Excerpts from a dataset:
== Segment start ==

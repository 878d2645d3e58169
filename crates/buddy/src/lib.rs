#![cfg_attr(not(any(test, feature = "software-emulation")), no_std)]

//! # Buddy page allocator
//!
//! The physical page allocator of the Polaris kernel. It manages every frame of physical
//! memory through a descriptor table and hands out naturally aligned blocks of 2^order
//! contiguous frames, from single base pages up to huge pages.
//!
//! - [`FrameTable`]: one [`PageInfo`] per frame, built from the boot memory map.
//! - [`PageAllocator`]: per-order free lists, block splitting and buddy coalescing, and
//!   reference-counted freeing.
//! - [`LockedPageAllocator`]: the same allocator behind a spin lock, for a kernel `static`.
//!
//! Under `cfg(test)` or the `software-emulation` feature, the crate builds against a scaled
//! down architecture with 16-byte pages and host-backed physical memory.

extern crate alloc;

mod address;
mod arch;
mod buddy;
mod frame_table;
mod free_list;
mod handle;
mod human_address;
mod human_size;
mod locked;
mod numbers;
mod page;
mod page_allocator;
mod stats;

pub use address::{AddressTranslator, PhysicalAddress, VirtualAddress};
pub use buddy::{
    BASE_ORDER, BUDDY_MAX_ORDER, HUGE_ORDER, TOP_ORDER, buddy_address, buddy_frame,
    order_frames, order_size,
};
pub use frame_table::{BootMemoryRegion, FrameTable, RegionKind, UsableRuns};
pub use handle::{Page, PageRef};
pub use human_address::HumanAddress;
pub use human_size::HumanSize;
pub use locked::LockedPageAllocator;
pub use numbers::FrameNumber;
pub use page::PageInfo;
pub use page_allocator::{AllocError, AllocFlags, PageAllocator};
pub use stats::BuddyStats;

pub(crate) use page::PageFlag;

pub use arch::{HUGE_PAGE_SIZE, PAGE_SIZE};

== Segment end ==

[Work instruction]
Retype word for word the line above with "the same allocator" and all lines after it, nothing else.

[Your solution]
//! - [`LockedPageAllocator`]: the same allocator behind a spin lock, for a kernel `static`.
//!
//! Under `cfg(test)` or the `software-emulation` feature, the crate builds against a scaled
//! down architecture with 16-byte pages and host-backed physical memory.

extern crate alloc;

mod address;
mod arch;
mod buddy;
mod frame_table;
mod free_list;
mod handle;
mod human_address;
mod human_size;
mod locked;
mod numbers;
mod page;
mod page_allocator;
mod stats;

pub use address::{AddressTranslator, PhysicalAddress, VirtualAddress};
pub use buddy::{
    BASE_ORDER, BUDDY_MAX_ORDER, HUGE_ORDER, TOP_ORDER, buddy_address, buddy_frame,
    order_frames, order_size,
};
pub use frame_table::{BootMemoryRegion, FrameTable, RegionKind, UsableRuns};
pub use handle::{Page, PageRef};
pub use human_address::HumanAddress;
pub use human_size::HumanSize;
pub use locked::LockedPageAllocator;
pub use numbers::FrameNumber;
pub use page::PageInfo;
pub use page_allocator::{AllocError, AllocFlags, PageAllocator};
pub use stats::BuddyStats;

pub(crate) use page::PageFlag;

pub use arch::{HUGE_PAGE_SIZE, PAGE_SIZE};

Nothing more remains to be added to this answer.